The reality is that, for people who don't particularly want to spend
their time obsessing over details, computers have not become easier to
use along with becoming more powerful. Quite the opposite.

The recent thread on c talked as if using gcc were a perfectly
reasonable proposition and as if code written in c really were machine
and, even more important, environment-portable. Every scrap of non-
trivial c code I've touched recently comes with tons of goo.

../configure is great when it works. When it doesn't, you are once
again reduced to worrying about the kinds of details that are central
to why you *didn't* major in EE/CS.

Nick likes Fortran. I'll venture to say that I dislike Fortran much
less than I dislike c, but the entire world of programming is geared
to java/c programming these days, and Fortran *always* seemed like a
step backward from PL/I.

You said that dense matrix programming is in hand. What you really
mean is that, if the builders of big clusters get their boxes to
perform reasonably well on anything, it will be on linpack. As I
commented on another thread recently, the linpack mentality has
resulted in many codes being rewritten so that they don't exploit
massive vector pipes very easily, and massive vector pipes have
suddenly become very inexpensive. If that's what you mean by "in
hand," then I guess things are in hand.

It's no big deal, really. People like me have always worked close to
the iron and I don't see that changing.

It's the snarky, knowing tone that pisses me off.

Robert.

From: nmm1 on
In article <IbGdndmlAckfTIzWnZ2dnUVZ_h6dnZ2d(a)bestweb.net>,
Mayan Moudgill <mayan(a)bestweb.net> wrote:
>
>One big problem is that there is no "big picture"; there are an
>abundance of them, and they all admit of different solutions.

Precisely. Or, in some cases, there is no known solution.

>The question is (excluding graphics), are there enough problems left to
>make it worthwhile to persue a systematic approach to parallelization
>(i.e. languages, environments, etc.)? Or is it more cost-effective to
>work on serial computation for the mainstream, and let the few
>applications that need parallelism adopt ad-hoc solutions for it?
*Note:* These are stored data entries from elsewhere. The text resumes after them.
//! PostgREST endpoints (`/rest/v1/{table}`).

use reqwest::Method;
use serde::Serialize;
use serde::de::DeserializeOwned;
use tracing::instrument;
use url::Url;

use super::{SupabaseClient, SupabaseError};

/// Query-string builder for PostgREST filters.
///
/// ```
/// use eyeopener_portal::supabase::RestQuery;
///
/// let query = RestQuery::new()
///     .select("*")
///     .eq("user_id", "42")
///     .order_desc("created_at");
/// assert_eq!(
///     query.pairs(),
///     [("select", "*"), ("user_id", "eq.42"), ("order", "created_at.desc")]
///         .map(|(k, v)| (k.to_string(), v.to_string()))
/// );
/// ```
#[derive(Debug, Clone, Default, PartialEq, Eq)]
pub struct RestQuery {
    pairs: Vec<(String, String)>,
}

impl RestQuery {
    #[must_use]
    pub fn new() -> Self {
        Self::default()
    }

    /// Columns to return.
    #[must_use]
    pub fn select(mut self, columns: &str) -> Self {
        self.pairs.push(("select".to_string(), columns.to_string()));
        self
    }

    /// `column = value`.
    #[must_use]
    pub fn eq(mut self, column: &str, value: impl std::fmt::Display) -> Self {
        self.pairs.push((column.to_string(), format!("eq.{value}")));
        self
    }

    /// `column IN (values...)`.
    #[must_use]
    pub fn in_list<I, V>(mut self, column: &str, values: I) -> Self
    where
        I: IntoIterator<Item = V>,
        V: std::fmt::Display,
    {
        let list = values
            .into_iter()
            .map(|v| v.to_string())
            .collect::<Vec<_>>()
            .join(",");
        self.pairs.push((column.to_string(), format!("in.({list})")));
        self
    }

    /// Newest first by `column`.
    #[must_use]
    pub fn order_desc(mut self, column: &str) -> Self {
        self.pairs.push(("order".to_string(), format!("{column}.desc")));
        self
    }

    /// The raw key/value pairs, in insertion order.
    #[must_use]
    pub fn pairs(&self) -> &[(String, String)] {
        &self.pairs
    }

    fn apply(&self, url: &mut Url) {
        if self.pairs.is_empty() {
            return;
        }
        let mut query = url.query_pairs_mut();
        for (key, value) in &self.pairs {
            query.append_pair(key, value);
        }
    }
}

impl SupabaseClient {
    fn table_url(&self, table: &str, query: &RestQuery) -> Result<Url, SupabaseError> {
        let mut url = self.endpoint(&format!("rest/v1/{table}"))?;
        query.apply(&mut url);
        Ok(url)
    }

    /// `GET /rest/v1/{table}?...`
    ///
    /// # Errors
    ///
    /// Returns an error if the request fails or rows do not decode into `T`.
    #[instrument(skip(self, access_token))]
    pub async fn select<T: DeserializeOwned>(
        &self,
        access_token: &str,
        table: &str,
        query: &RestQuery,
    ) -> Result<Vec<T>, SupabaseError> {
        let url = self.table_url(table, query)?;
        self.send_json(self.request(Method::GET, url, Some(access_token)))
            .await
    }

    /// `POST /rest/v1/{table}` returning the inserted rows.
    ///
    /// # Errors
    ///
    /// Returns an error if the request fails or is rejected by a row policy.
    #[instrument(skip(self, access_token, body))]
    pub async fn insert<B: Serialize + Sync, T: DeserializeOwned>(
        &self,
        access_token: &str,
        table: &str,
        body: &B,
    ) -> Result<Vec<T>, SupabaseError> {
        let url = self.table_url(table, &RestQuery::new().select("*"))?;
        let request = self
            .request(Method::POST, url, Some(access_token))
            .header("Prefer", "return=representation")
            .json(body);
        self.send_json(request).await
    }

    /// `PATCH /rest/v1/{table}?filters` returning the updated rows.
    ///
    /// # Errors
    ///
    /// Returns an error if the request fails.
    #[instrument(skip(self, access_token, body))]
    pub async fn update<B: Serialize + Sync, T: DeserializeOwned>(
        &self,
        access_token: &str,
        table: &str,
        filters: &RestQuery,
        body: &B,
    ) -> Result<Vec<T>, SupabaseError> {
        let url = self.table_url(table, filters)?;
        let request = self
            .request(Method::PATCH, url, Some(access_token))
            .header("Prefer", "return=representation")
            .json(body);
        self.send_json(request).await
    }

    /// `DELETE /rest/v1/{table}?filters` returning the deleted rows.
    ///
    /// # Errors
    ///
    /// Returns an error if the request fails.
    #[instrument(skip(self, access_token))]
    pub async fn delete<T: DeserializeOwned>(
        &self,
        access_token: &str,
        table: &str,
        filters: &RestQuery,
    ) -> Result<Vec<T>, SupabaseError> {
        let url = self.table_url(table, filters)?;
        let request = self
            .request(Method::DELETE, url, Some(access_token))
            .header("Prefer", "return=representation");
        self.send_json(request).await
    }
}
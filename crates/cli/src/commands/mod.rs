//! Subcommand implementations.

pub mod admin;
pub mod migrate;
pub mod seed;

use secrecy::{ExposeSecret, SecretString};
use sqlx::PgPool;

/// Direct Postgres connection string for the Supabase project.
pub const SUPABASE_DB_URL: &str = "SUPABASE_DB_URL";

/// Connection string for the portal's session database.
pub const PORTAL_DATABASE_URL: &str = "PORTAL_DATABASE_URL";

/// Read a connection string from the environment, falling back to
/// `DATABASE_URL` when the specific variable is unset.
pub fn database_url(key: &'static str) -> Option<SecretString> {
    dotenvy::dotenv().ok();

    std::env::var(key)
        .or_else(|_| std::env::var("DATABASE_URL"))
        .ok()
        .filter(|v| !v.trim().is_empty())
        .map(SecretString::from)
}

/// Connect to the database named by `key`.
pub async fn connect(key: &'static str, url: &SecretString) -> Result<PgPool, sqlx::Error> {
    tracing::info!("Connecting to database ({key})...");
    PgPool::connect(url.expose_secret()).await
}
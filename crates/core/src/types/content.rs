//! Reading content: form input parsing and the short preview shown on cards.
//!
//! Content is a free-form JSON document. Admins type it into a textarea, so
//! the portal receives it as text; seeds and API callers hand over a document
//! directly. Both forms are normalized through [`ContentInput::into_document`]
//! before anything is sent to the store.

use serde::{Deserialize, Serialize};
use serde_json::Value;

/// Maximum characters shown for a string value inside an object preview.
pub const ENTRY_VALUE_LIMIT: usize = 50;

/// Maximum characters shown when the content is not an object.
pub const TEXT_LIMIT: usize = 100;

/// Number of object entries shown in a preview.
pub const PREVIEW_ENTRIES: usize = 3;

/// Errors that can occur when turning user input into a content document.
#[derive(thiserror::Error, Debug, Clone, PartialEq, Eq)]
pub enum ContentError {
    /// Nothing was entered.
    #[error("content is required")]
    Empty,
    /// The text is not valid JSON.
    #[error("content must be valid JSON: {0}")]
    Malformed(String),
}

/// Reading content as supplied by a caller.
///
/// When deserialized, a JSON string is taken as encoded text and anything
/// else as a document.
#[derive(Debug, Clone, PartialEq, Serialize, Deserialize)]
#[serde(untagged)]
pub enum ContentInput {
    /// JSON text, typically from the admin form.
    Encoded(String),
    /// An already structured document.
    Document(Value),
}

impl ContentInput {
    /// Resolve the input into the document that gets stored.
    ///
    /// # Errors
    ///
    /// Returns [`ContentError::Empty`] for blank text and
    /// [`ContentError::Malformed`] when the text does not parse.
    pub fn into_document(self) -> Result<Value, ContentError> {
        match self {
            Self::Document(value) => Ok(value),
            Self::Encoded(text) => parse_document(&text),
        }
    }
}

impl From<Value> for ContentInput {
    fn from(value: Value) -> Self {
        Self::Document(value)
    }
}

impl From<String> for ContentInput {
    fn from(text: String) -> Self {
        Self::Encoded(text)
    }
}

/// Parse JSON text entered in a form.
///
/// # Errors
///
/// See [`ContentInput::into_document`].
pub fn parse_document(text: &str) -> Result<Value, ContentError> {
    let text = text.trim();
    if text.is_empty() {
        return Err(ContentError::Empty);
    }
    serde_json::from_str(text).map_err(|e| ContentError::Malformed(e.to_string()))
}

/// Pretty-printed JSON for the edit textarea.
#[must_use]
pub fn to_editable_text(document: &Value) -> String {
    serde_json::to_string_pretty(document).unwrap_or_else(|_| document.to_string())
}

/// One `key: value` line of an object preview.
#[derive(Debug, Clone, PartialEq, Eq)]
pub struct PreviewEntry {
    /// Key with its first underscore replaced by a space.
    pub label: String,
    /// Shortened value text.
    pub value: String,
}

/// What a reading card shows in place of the full document.
#[derive(Debug, Clone, PartialEq, Eq)]
pub enum ContentPreview {
    /// Object or array content: up to three entries.
    Entries(Vec<PreviewEntry>),
    /// Any other content: a single shortened line.
    Text(String),
}

impl ContentPreview {
    /// Build the preview for a stored document.
    ///
    /// ```
    /// use eyeopener_core::ContentPreview;
    /// use serde_json::json;
    ///
    /// let preview = ContentPreview::of(&json!({"card_drawn": "The Star"}));
    /// let ContentPreview::Entries(entries) = preview else { panic!() };
    /// assert_eq!(entries[0].label, "card drawn");
    /// assert_eq!(entries[0].value, "The Star...");
    /// ```
    #[must_use]
    pub fn of(document: &Value) -> Self {
        match document {
            Value::Object(map) => Self::Entries(
                map.iter()
                    .take(PREVIEW_ENTRIES)
                    .map(|(key, value)| PreviewEntry {
                        label: key.replacen('_', " ", 1),
                        value: entry_value(value),
                    })
                    .collect(),
            ),
            // Arrays list like objects keyed by position
            Value::Array(items) => Self::Entries(
                items
                    .iter()
                    .take(PREVIEW_ENTRIES)
                    .enumerate()
                    .map(|(index, value)| PreviewEntry {
                        label: index.to_string(),
                        value: entry_value(value),
                    })
                    .collect(),
            ),
            Value::String(s) => Self::Text(format!("{}...", truncate(s, TEXT_LIMIT))),
            other => Self::Text(format!("{}...", truncate(&other.to_string(), TEXT_LIMIT))),
        }
    }
}

fn entry_value(value: &Value) -> String {
    match value {
        Value::String(s) => format!("{}...", truncate(s, ENTRY_VALUE_LIMIT)),
        other => other.to_string(),
    }
}

fn truncate(s: &str, max_chars: usize) -> &str {
    match s.char_indices().nth(max_chars) {
        Some((idx, _)) => s.get(..idx).unwrap_or(s),
        None => s,
    }
}

#[cfg(test)]
#[allow(clippy::unwrap_used)]
mod tests {
    use super::*;
    use serde_json::json;

    #[test]
    fn test_encoded_object_becomes_document() {
        let doc = ContentInput::Encoded(r#"{"a":1}"#.to_owned())
            .into_document()
            .unwrap();
        assert_eq!(doc, json!({"a": 1}));
        assert!(!doc.is_string());
    }

    #[test]
    fn test_document_passes_through() {
        let doc = ContentInput::from(json!(["x", 2])).into_document().unwrap();
        assert_eq!(doc, json!(["x", 2]));
    }

    #[test]
    fn test_malformed_text_is_rejected() {
        let err = ContentInput::Encoded("{a:}".to_owned())
            .into_document()
            .unwrap_err();
        assert!(matches!(err, ContentError::Malformed(_)));
    }

    #[test]
    fn test_blank_text_is_rejected() {
        assert_eq!(parse_document("  \n"), Err(ContentError::Empty));
    }

    #[test]
    fn test_untagged_deserialize() {
        let input: ContentInput = serde_json::from_str(r#""{\"a\":1}""#).unwrap();
        assert_eq!(input, ContentInput::Encoded(r#"{"a":1}"#.to_owned()));
        let input: ContentInput = serde_json::from_str(r#"{"a":1}"#).unwrap();
        assert_eq!(input, ContentInput::Document(json!({"a": 1})));
    }

    #[test]
    fn test_preview_takes_three_entries() {
        let doc = json!({
            "card_one": "The Fool",
            "card_two": "The Magician",
            "card_three": "The High Priestess",
            "card_four": "The Empress"
        });
        let ContentPreview::Entries(entries) = ContentPreview::of(&doc) else {
            panic!("expected entries");
        };
        assert_eq!(entries.len(), 3);
        assert_eq!(entries[0].label, "card one");
    }

    #[test]
    fn test_preview_replaces_only_first_underscore() {
        let doc = json!({"life_path_number": 7});
        let ContentPreview::Entries(entries) = ContentPreview::of(&doc) else {
            panic!("expected entries");
        };
        assert_eq!(entries[0].label, "life path_number");
        assert_eq!(entries[0].value, "7");
    }

    #[test]
    fn test_preview_cuts_long_strings() {
        let long = "x".repeat(80);
        let ContentPreview::Entries(entries) = ContentPreview::of(&json!({ "text": long }))
        else {
            panic!("expected entries");
        };
        assert_eq!(entries[0].value, format!("{}...", "x".repeat(50)));
    }

    #[test]
    fn test_preview_non_object() {
        let long = "ü".repeat(120);
        assert_eq!(
            ContentPreview::of(&json!(long)),
            ContentPreview::Text(format!("{}...", "ü".repeat(100)))
        );
        assert_eq!(
            ContentPreview::of(&json!(42)),
            ContentPreview::Text("42...".to_owned())
        );
    }

    #[test]
    fn test_preview_array_entries_by_position() {
        let doc = json!(["sage", "salt", {"moon": "waxing"}, "bell"]);
        let ContentPreview::Entries(entries) = ContentPreview::of(&doc) else {
            panic!("expected entries");
        };
        assert_eq!(entries.len(), 3);
        assert_eq!(entries[0].label, "0");
        assert_eq!(entries[0].value, "sage...");
        assert_eq!(entries[1].label, "1");
        assert_eq!(entries[1].value, "salt...");
        assert_eq!(entries[2].label, "2");
        assert_eq!(entries[2].value, r#"{"moon":"waxing"}"#);
    }

    #[test]
    fn test_editable_text_is_pretty() {
        let text = to_editable_text(&json!({"a": 1}));
        assert_eq!(text, "{\n  \"a\": 1\n}");
    }
}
Yes and no. I doubt that a single solution is worth pursuing, but
there are areas and aspects that are.

The problem with working on serial computation is that we have reached
limits that we have no idea how to get round, and believe are absolute,
at least in the medium term. I don't think that's quite true, but the
only approach that I know of that has a hope is programming language
redesign. And I know of nobody working on directions that are likely
to help with performance.


Regards,
Nick Maclaren.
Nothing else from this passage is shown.